2004-05-12 / Health & Wellness

Dialogue with doctor can help late-life depression

Disturbances in normal eating and sleeping routines are warning signs of depression in older adults, according to Dr. Nitin Nanda, medical director at St. John’s Geriatric Center of St. John’s Regional Medical Center, and these disturbances can swing either way (causing too much or too little food or sleep).

People may get insufficient sleep because of difficulties falling asleep, staying asleep or waking up too early. Or they may oversleep, even unable to get out of bed in the morning. Their appetite may also wax or wane, resulting in either weight gain or weight loss. Energy levels typically drop, leaving them feeling tired, empty and drained.

"Any changes in your sleeping, eating, or energy level should be reported to your doctor," Nanda said. "It’s an easy way to protect yourself from a serious, treatable illness."

Commonly, patients—especially older adults—have difficulty telling their doctors about the emotional symptoms of depression such as sadness, helplessness, hopelessness and worthlessness. Even the cognitive symptoms make some people uncomfortable: difficulty in concentrating, recalling things, making decisions, or being preoccupied with death or dying. Reporting the physical changes is the easiest way to begin dialogue with primary care providers about depression.
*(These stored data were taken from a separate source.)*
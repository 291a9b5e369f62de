//! # ADIF Table Mapping
//!
//! Conversion between a [`Card`] and a flat ADIF record. Export is strict
//! (the card must be signable, since the full card text travels along as
//! `APP_HQSL_DATA`). Import is lenient and falls back to caller defaults.

use chrono::{DateTime, Utc};
use serde::{Deserialize, Serialize};
use tracing::debug;

use super::card::Card;
use super::date::{adif_date, adif_time, from_ham_date};
use super::errors::CardError;
use super::frequency::band_freq;

/// Longest grid sent as `GRIDSQUARE`; the rest goes to `GRIDSQUARE_EXT`.
const GRIDSQUARE_LEN: usize = 8;

/// Time assumed when a record has no `TIME_ON`.
const MIDNIGHT: &str = "0000";

/// One ADIF record: field name/value pairs in insertion order.
///
/// Names are stored as given; lookups ignore case.
#[derive(Debug, Clone, Default, PartialEq, Eq, Serialize, Deserialize)]
pub struct AdifRecord {
    fields: Vec<(String, String)>,
}

impl AdifRecord {
    /// Create an empty record.
    pub fn new() -> Self {
        Self::default()
    }

    /// Append a field.
    pub fn push(&mut self, name: impl Into<String>, value: impl Into<String>) {
        self.fields.push((name.into(), value.into()));
    }

    /// First non-empty value of `name`, ignoring case.
    pub fn get(&self, name: &str) -> Option<&str> {
        self.fields
            .iter()
            .find(|(n, v)| n.eq_ignore_ascii_case(name) && !v.is_empty())
            .map(|(_, v)| v.as_str())
    }

    /// Iterate over fields in order.
    pub fn fields(&self) -> impl Iterator<Item = (&str, &str)> {
        self.fields.iter().map(|(n, v)| (n.as_str(), v.as_str()))
    }

    /// Number of fields.
    pub fn len(&self) -> usize {
        self.fields.len()
    }

    /// True if the record has no fields.
    pub fn is_empty(&self) -> bool {
        self.fields.is_empty()
    }
}

impl<N: Into<String>, V: Into<String>> FromIterator<(N, V)> for AdifRecord {
    fn from_iter<I: IntoIterator<Item = (N, V)>>(iter: I) -> Self {
        Self {
            fields: iter
                .into_iter()
                .map(|(n, v)| (n.into(), v.into()))
                .collect(),
        }
    }
}

impl Card {
    /// Export as an ADIF record, from the receiving station's point of view.
    ///
    /// # Errors
    /// Anything [`Card::to_text`] rejects.
    pub fn to_table(&self) -> Result<AdifRecord, CardError> {
        let full_text = self.to_text()?;
        let grid = self.grid.as_deref().unwrap_or_default();
        let when = self.when.as_ref();

        let mut record = AdifRecord::new();
        record.push("CALL", self.from.as_deref().unwrap_or_default());
        record.push("OPERATOR", self.to.as_deref().unwrap_or_default());
        record.push("QSO_DATE", when.map(adif_date).unwrap_or_default());
        record.push("TIME_ON", when.map(adif_time).unwrap_or_default());
        record.push("GRIDSQUARE", grid.get(..GRIDSQUARE_LEN).unwrap_or(grid));
        if let Some(signal) = self.signal.as_deref().filter(|s| !s.is_empty()) {
            record.push("RST_RCVD", signal);
        }
        record.push("MODE", self.mode.as_deref().unwrap_or_default());
        record.push(
            "FREQ",
            self.freq.map(|f| f.to_string()).unwrap_or_default(),
        );
        record.push("BAND", self.band());
        record.push("QSL_RCVD", "Y");
        record.push("APP_HQSL_DATA", full_text);
        if let Some(ext) = grid.get(GRIDSQUARE_LEN..).filter(|ext| !ext.is_empty()) {
            record.push("GRIDSQUARE_EXT", ext);
        }
        if let Some(extra) = self.extra.as_deref().filter(|s| !s.is_empty()) {
            record.push("COMMENT", extra.replacen('_', " ", 1));
        }
        Ok(record)
    }

    /// Build a card from an ADIF record, from the logging station's point of
    /// view. The result is not necessarily signable: a record without a usable
    /// `QSO_DATE`/`TIME_ON` gives a card with no `when`.
    pub fn from_table(record: &AdifRecord, default_call: &str, default_grid: &str) -> Card {
        let from = record
            .get("OPERATOR")
            .or_else(|| record.get("STATION_CALLSIGN"))
            .unwrap_or(default_call)
            .to_ascii_uppercase();

        let grid = match record.get("MY_GRIDSQUARE") {
            Some(square) => format!("{square}{}", record.get("MY_GRIDSQUARE_EXT").unwrap_or("")),
            None => default_grid.to_string(),
        };

        let when = contact_time(record);
        if when.is_none() {
            debug!(call = ?record.get("CALL"), "[hqsl] ADIF record has no usable contact time");
        }

        let freq = record
            .get("FREQ")
            .and_then(|f| f.trim().parse::<f64>().ok())
            .filter(|f| f.is_finite() && *f != 0.0)
            .or_else(|| record.get("BAND").and_then(band_freq));

        Card {
            from: Some(from),
            grid: Some(grid),
            to: record.get("CALL").map(str::to_string),
            when,
            signal: record.get("RST_SENT").map(str::to_string),
            freq,
            mode: record.get("MODE").map(str::to_string),
            extra: record.get("COMMENT").map(str::to_string),
            reserved: None,
            signature: None,
        }
    }
}

/// `QSO_DATE` plus the first four characters of `TIME_ON` (midnight if absent).
fn contact_time(record: &AdifRecord) -> Option<DateTime<Utc>> {
    let date = record.get("QSO_DATE")?;
    let time = record.get("TIME_ON").unwrap_or(MIDNIGHT);
    from_ham_date(&format!("{date}{}", time.get(..4).unwrap_or(time))).ok()
}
Researchers estimate that 8 to 20 percent of the community’s older adults experience mild to severe symptoms of depression, and these rates almost double for those in medical settings. Yet the majority of those experiencing symptoms of depression will never be diagnosed or treated. One study found that just one in 10 older adults received proper care for this treatable but potentially lethal disease.

"There are many reasons why individuals over age 65 aren’t getting the care they need for depression," Nanda said. "Some older adults still harbor outdated misconceptions about mental illness—they blame themselves, feel ashamed and silently endure the pain of a treatable illness. Other times, the illness is masked by a co-occurring illness and mistakenly viewed as a symptom or side effect of something else."

  Adults over age 65 have the highest suicide rate of any age group. The rates for those over age 85 are double the overall national rate. Depression is a leading cause of suicide in individuals of all ages.

  According to Nanda, even though depression can be more medically complex in late life, treatment success rates are high. Between 60 and 80 percent of older adults experience relief from symptoms with proper care.

The positive outcome of treatment is critical compared to the potential consequences of the illness. Effective treatment, which is usually some combination of medication and counseling, helps normalize appetite, sleep and energy levels, improves mood and outlook, and increases concentration.